Buff, blond Billy Magnussen says he has the best job in town: “They’re paying me to make out with Sigourney Weaver and pinch David Hyde Pierce’s nipples!”

He does both in “Vanya and Sonia and Masha and Spike,” Christopher Durang’s Chekhovian mash-up of a play. In it, within the cozy confines of Lincoln Center’s Mitzi Newhouse Theater, he even strips to his briefs and shakes his booty in the faces of the folks in the front row.

So far no one’s complained.

“I’ve had people, like, bongo-drumming on my butt,” he says happily. “Sometimes I do two people at once!”

His co-stars couldn’t be prouder.

“The wonderful thing is that he can play someone as ridiculous as Spike without being ridiculous himself,” says Weaver, whose cougar character, Masha, brings Spike home to meet her siblings. “Billy invented all the nipple-tweaking and motorboating and throwing me in the air. None of that’s in the script!”

Pierce credits Magnussen’s “ingenuity and devious mind” for taking a cue and running with it — usually half-naked and hellbent toward the audience.

“There’s a stage direction that says ‘He strips down to his underwear,’ ” Pierce says. “There are a lot of different ways to do that, but Billy does it his way . . . It’s a wonderful, explosive, athletic performance, but always under control.”

At lunch the other day, the object of their affection showed up in a long-sleeve henley T-shirt, chewing gum, a Leo DiCaprio-esque shock of hair spilling over his forehead. Magnussen, 27, has the hearty air of someone who grew up yodeling in the Alps. Or tipping cows in Wisconsin.

In fact, he was born in Queens — Woodhaven — and grew up in Georgia, the son of a bodybuilder-turned-carpenter and a personal-trainer mom. His dad used to take him to the gym when he was a kid, urging him to “play with some weights.” His mom put him on a strict diet after he bulked up to play a psychopath in the film “Twelve.”

“I just wanted everything tight to play Spike,” says Magnussen, who lost 20 pounds subsisting on strawberries, coffee, raw vegetables and pickles.
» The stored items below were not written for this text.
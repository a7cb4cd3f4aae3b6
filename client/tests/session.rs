//! End-to-end tests against a scripted stand-in worker.
#![cfg(unix)]

use std::os::unix::fs::PermissionsExt;
use std::path::{Path, PathBuf};
use std::time::Duration;

use serde_json::json;
use tempfile::TempDir;
use tokio_util::sync::CancellationToken;

use tsbridge_client::{
    BridgeConfig, BridgeEvent, EventReceiver, ExecuteOptions, ProgressEvent, ServerStatus,
    TsClient, WorkerConfig,
};
use tsbridge_types::{InstanceId, ServerResponse};

const TIMEOUT: Duration = Duration::from_secs(5);

/// Answers a handful of commands, records every command it sees and never
/// answers `completionInfo`. Events are Content-Length framed, responses are
/// bare lines.
const WORKER: &str = r#"
log="$(dirname "$0")/commands.log"
send() {
  printf 'Content-Length: %d\r\n\r\n%s\n' "$(( ${#1} + 1 ))" "$1"
}
while IFS= read -r line; do
  seq=$(printf '%s\n' "$line" | sed -n 's/.*"seq":\([0-9][0-9]*\).*/\1/p')
  cmd=$(printf '%s\n' "$line" | sed -n 's/.*"command":"\([^"]*\)".*/\1/p')
  printf '%s\n' "$cmd" >> "$log"
  case "$cmd" in
    exit) exit 0 ;;
    crash) exit 3 ;;
    quickinfo)
      printf '{"seq":0,"type":"response","command":"quickinfo","request_seq":%s,"success":true,"body":{"displayString":"const x: number"}}\n' "$seq" ;;
    definition)
      printf '{"seq":0,"type":"response","command":"definition","request_seq":%s,"success":false,"message":"No content available."}\n' "$seq" ;;
    explode)
      printf '{"seq":0,"type":"response","command":"explode","request_seq":%s,"success":false,"message":"Debug Failure."}\n' "$seq" ;;
    updateOpen)
      send '{"seq":0,"type":"event","event":"projectLoadingStart","body":{"projectName":"/p/tsconfig.json"}}'
      printf '{"seq":0,"type":"response","command":"updateOpen","request_seq":%s,"success":true}\n' "$seq" ;;
    geterr)
      file=$(printf '%s\n' "$line" | sed -n 's/.*"files":\["\([^"]*\)".*/\1/p')
      send "{\"seq\":0,\"type\":\"event\",\"event\":\"syntaxDiag\",\"body\":{\"file\":\"$file\",\"diagnostics\":[]}}"
      send "{\"seq\":0,\"type\":\"event\",\"event\":\"semanticDiag\",\"body\":{\"file\":\"$file\",\"diagnostics\":[{\"start\":{\"line\":1,\"offset\":1},\"end\":{\"line\":1,\"offset\":4},\"text\":\"Cannot find name 'foo'.\",\"code\":2304,\"category\":\"error\"}]}}"
      send "{\"seq\":0,\"type\":\"event\",\"event\":\"requestCompleted\",\"body\":{\"request_seq\":$seq}}" ;;
  esac
done
"#;

struct Session {
    _dir: TempDir,
    log: PathBuf,
    client: TsClient,
    events: EventReceiver,
}

/// Closes its stdin and lingers, so anything written to it fails.
const DEAF_WORKER: &str = "exec 0<&-\nexec sleep 30";

fn session_with(configure: impl FnOnce(&mut WorkerConfig)) -> Session {
    session_running(WORKER, configure)
}

fn session_running(body: &str, configure: impl FnOnce(&mut WorkerConfig)) -> Session {
    let dir = tempfile::tempdir().unwrap();
    let script = dir.path().join("worker.sh");
    std::fs::write(&script, format!("#!/bin/sh\n{body}\n")).unwrap();
    std::fs::set_permissions(&script, std::fs::Permissions::from_mode(0o755)).unwrap();

    let mut worker = WorkerConfig {
        tsserver_path: script,
        ..WorkerConfig::default()
    };
    configure(&mut worker);
    let config = BridgeConfig {
        worker,
        ..BridgeConfig::default()
    };
    let (client, events) = TsClient::new(config);
    Session {
        log: dir.path().join("commands.log"),
        _dir: dir,
        client,
        events,
    }
}

fn session() -> Session {
    session_with(|_| {})
}

async fn next_matching(
    events: &mut EventReceiver,
    mut predicate: impl FnMut(&BridgeEvent) -> bool,
) -> BridgeEvent {
    tokio::time::timeout(TIMEOUT, async {
        loop {
            let event = events.recv().await.expect("event stream closed");
            if predicate(&event) {
                return event;
            }
        }
    })
    .await
    .expect("timed out waiting for event")
}

async fn wait_until(mut condition: impl FnMut() -> bool) {
    tokio::time::timeout(TIMEOUT, async {
        while !condition() {
            tokio::time::sleep(Duration::from_millis(10)).await;
        }
    })
    .await
    .expect("condition not reached in time");
}

fn recorded_commands(log: &Path) -> Vec<String> {
    std::fs::read_to_string(log)
        .unwrap_or_default()
        .lines()
        .map(String::from)
        .collect()
}

async fn quickinfo(client: &TsClient) -> ServerResponse {
    client
        .execute(
            "quickinfo",
            Some(json!({ "file": "/a.ts", "line": 1, "offset": 7 })),
            None,
            ExecuteOptions::default(),
        )
        .await
}

fn pending_completion(
    client: &TsClient,
    token: Option<CancellationToken>,
    options: ExecuteOptions,
) -> tokio::task::JoinHandle<ServerResponse> {
    let client = client.clone();
    tokio::spawn(async move {
        client
            .execute(
                "completionInfo",
                Some(json!({ "file": "/a.ts", "line": 1, "offset": 1 })),
                token,
                options,
            )
            .await
    })
}

#[tokio::test]
async fn test_round_trip_and_graceful_shutdown() {
    let mut s = session();
    assert!(s.client.start().await);
    assert!(matches!(
        s.client.state(),
        ServerStatus::Running { instance, .. } if instance == InstanceId::new(1)
    ));
    next_matching(&mut s.events, |e| {
        matches!(e, BridgeEvent::StateChanged(ServerStatus::Running { .. }))
    })
    .await;

    let response = quickinfo(&s.client).await;
    assert_eq!(
        response.body(),
        Some(&json!({ "displayString": "const x: number" }))
    );
    let definition = s
        .client
        .execute("definition", None, None, ExecuteOptions::default())
        .await;
    assert_eq!(definition, ServerResponse::NoContent);

    s.client.shutdown().await;
    assert_eq!(s.client.state(), ServerStatus::Stopped);
    next_matching(&mut s.events, |e| {
        *e == BridgeEvent::StateChanged(ServerStatus::Stopped)
    })
    .await;
    assert_eq!(
        recorded_commands(&s.log),
        vec!["quickinfo", "definition", "exit"]
    );

    // Idempotent.
    s.client.shutdown().await;
    assert_eq!(s.client.state(), ServerStatus::Stopped);
}

#[tokio::test]
async fn test_cancelled_request_resolves_without_worker_reply() {
    let s = session();
    assert!(s.client.start().await);

    let token = CancellationToken::new();
    let pending = pending_completion(&s.client, Some(token.clone()), ExecuteOptions::default());
    wait_until(|| s.client.pending_requests() == 1).await;

    token.cancel();
    let response = tokio::time::timeout(TIMEOUT, pending)
        .await
        .unwrap()
        .unwrap();
    assert!(response.is_cancelled());

    // The worker is still usable afterwards.
    assert!(quickinfo(&s.client).await.is_success());
    s.client.shutdown().await;
}

#[tokio::test]
async fn test_resource_change_cancels_its_group_only() {
    let s = session();
    assert!(s.client.start().await);

    let a1 = pending_completion(&s.client, None, ExecuteOptions::for_resource("/a.ts"));
    let a2 = pending_completion(&s.client, None, ExecuteOptions::for_resource("/a.ts"));
    let b = pending_completion(&s.client, None, ExecuteOptions::for_resource("/b.ts"));
    wait_until(|| s.client.pending_requests() == 3).await;

    assert_eq!(s.client.cancel_inflight_requests_for_resource("/a.ts"), 2);
    assert!(a1.await.unwrap().is_cancelled());
    assert!(a2.await.unwrap().is_cancelled());
    assert_eq!(s.client.cancel_inflight_requests_for_resource("/a.ts"), 0);
    assert!(!b.is_finished());
    assert_eq!(s.client.pending_requests(), 1);

    s.client.shutdown().await;
    assert_eq!(b.await.unwrap(), ServerResponse::NoServer);
}

#[tokio::test]
async fn test_worker_exit_fails_every_pending_request() {
    let mut s = session();
    assert!(s.client.start().await);

    let pending: Vec<_> = (0..3)
        .map(|_| pending_completion(&s.client, None, ExecuteOptions::default()))
        .collect();
    wait_until(|| s.client.pending_requests() == 3).await;

    s.client.notify("crash", None).await;
    for request in pending {
        let response = tokio::time::timeout(TIMEOUT, request)
            .await
            .unwrap()
            .unwrap();
        assert_eq!(response, ServerResponse::NoServer);
    }
    next_matching(&mut s.events, |e| {
        *e == BridgeEvent::StateChanged(ServerStatus::Stopped)
    })
    .await;
    assert_eq!(s.client.state(), ServerStatus::Stopped);
    assert_eq!(quickinfo(&s.client).await, ServerResponse::NoServer);

    // A restart gets a fresh instance.
    assert!(s.client.start().await);
    assert!(matches!(
        s.client.state(),
        ServerStatus::Running { instance, .. } if instance == InstanceId::new(2)
    ));
    assert!(quickinfo(&s.client).await.is_success());
    s.client.shutdown().await;
}

#[tokio::test]
async fn test_shutdown_ends_stopped_when_exit_cannot_be_written() {
    let mut s = session_running(DEAF_WORKER, |_| {});
    assert!(s.client.start().await);
    // Let the worker close its end of the pipe first.
    tokio::time::sleep(Duration::from_millis(200)).await;

    s.client.shutdown().await;
    assert_eq!(s.client.state(), ServerStatus::Stopped);
    next_matching(&mut s.events, |e| {
        *e == BridgeEvent::StateChanged(ServerStatus::Stopped)
    })
    .await;
    assert!(s.client.pid().is_none());
}

#[tokio::test]
async fn test_non_recoverable_failure_moves_to_errored() {
    let mut s = session();
    assert!(s.client.start().await);

    let response = s
        .client
        .execute("explode", None, None, ExecuteOptions::non_recoverable())
        .await;
    assert!(matches!(response, ServerResponse::Failed(_)));

    let event = next_matching(&mut s.events, |e| {
        matches!(e, BridgeEvent::StateChanged(ServerStatus::Errored { .. }))
    })
    .await;
    let BridgeEvent::StateChanged(ServerStatus::Errored { cause, .. }) = event else {
        unreachable!()
    };
    assert!(cause.contains("Debug Failure."), "{cause}");
    assert_eq!(quickinfo(&s.client).await, ServerResponse::NoServer);

    assert!(s.client.restart().await);
    assert!(s.client.is_running());
    assert!(quickinfo(&s.client).await.is_success());
    s.client.shutdown().await;
}

#[tokio::test]
async fn test_plugin_configuration_replayed_on_start() {
    let s = session();
    s.client
        .configure_plugin("styled", json!({ "tags": ["css"] }))
        .await;
    assert!(s.client.start().await);
    assert!(quickinfo(&s.client).await.is_success());
    assert_eq!(
        recorded_commands(&s.log),
        vec!["configurePlugin", "quickinfo"]
    );

    // Later configuration goes straight to the running worker.
    s.client
        .configure_plugin("styled", json!({ "tags": ["sql"] }))
        .await;
    assert!(quickinfo(&s.client).await.is_success());
    assert_eq!(
        recorded_commands(&s.log),
        vec!["configurePlugin", "quickinfo", "configurePlugin", "quickinfo"]
    );
    s.client.shutdown().await;
}

#[tokio::test]
async fn test_old_worker_does_not_receive_plugin_configuration() {
    let s = session_with(|worker| worker.version = Some("3.0.0".to_string()));
    s.client.configure_plugin("styled", json!({})).await;
    assert!(s.client.start().await);
    assert!(quickinfo(&s.client).await.is_success());
    assert_eq!(recorded_commands(&s.log), vec!["quickinfo"]);
    s.client.shutdown().await;
}

#[tokio::test]
async fn test_requested_diagnostics_are_published() {
    let mut s = session();
    assert!(s.client.start().await);

    s.client.request_diagnostics(["/src/a.ts"]);
    let event = next_matching(&mut s.events, |e| {
        matches!(e, BridgeEvent::Diagnostics { diagnostics, .. } if !diagnostics.is_empty())
    })
    .await;
    let BridgeEvent::Diagnostics { file, diagnostics } = event else {
        unreachable!()
    };
    assert_eq!(file, "/src/a.ts");
    assert_eq!(diagnostics.len(), 1);
    assert_eq!(diagnostics[0].code(), Some(2304));

    let snapshot = s.client.diagnostics().snapshot();
    assert_eq!(snapshot.status_string(), "E:1 W:0");

    wait_until(|| !s.client.diagnostics().is_pending("/src/a.ts")).await;
    s.client.shutdown().await;
}

#[tokio::test]
async fn test_settled_update_open_ends_project_loading() {
    let mut s = session();
    assert!(s.client.start().await);

    let response = s
        .client
        .execute(
            "updateOpen",
            Some(json!({ "openFiles": [{ "file": "/a.ts" }] })),
            None,
            ExecuteOptions::default(),
        )
        .await;
    assert!(response.is_success());

    let begin = BridgeEvent::Progress(ProgressEvent::Begin {
        project: "/p/tsconfig.json".to_string(),
    });
    let end = BridgeEvent::Progress(ProgressEvent::End {
        project: "/p/tsconfig.json".to_string(),
    });
    next_matching(&mut s.events, |e| *e == begin).await;
    next_matching(&mut s.events, |e| *e == end).await;
    assert_eq!(s.client.loading_project(), None);
    s.client.shutdown().await;
}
And yes, he “constantly, constantly” works out: a former jock — football, wrestling, soccer, hockey, lacrosse — he took an acting class in high school only because he ripped a hamstring and couldn’t take gym.

It was love at first “Grease.”

“All the girls are in theater,” he says, removing his gum and digging into some beef stew. “And they’re fun girls!”

But no, he laughs, blushing, “I’ve never been a boy toy!” Underwear model? “I’d love for Calvin Klein to show up, but I never really went looking.”

In fact, he’s that rare breed: an actor who, after graduating from the North Carolina School of the Arts, seemed to have skipped waiting tables and went straight to the stage, with a few stumbles.

“My first job ever, I got fired from,” he says. It was a summer festival for new playwrights, and Magnussen — “new and nervous” and by his own measure “never a good reader” — ad-libbed all his lines. Which, apparently, isn’t what they want at a festival of new plays.

He rebounded quickly, though, landing a role in a Broadway revival of “The Ritz” that required little more of him than looking studly in a towel. One soap opera and several films later, he auditioned — five times — for Spike.

Compared with his audition for “Twelve” — when he leaned over and licked the casting director’s face — his Spike tryouts were rather tame. “There was a piano in the room, and I started playing it,” he recalls. “And I don’t play piano.”

But he does play well with others.

“What’s really nice,” Weaver says, “is he’s such a gorgeous young man, but he’s never full of himself. He’s a very centered, kind, responsible sweetheart, and we all adore him.”

Adds Pierce, gravely: “I’ve learned a lot from him . . . Then again, it’s been so long since I waggled my butt, I may not be the best person to ask.”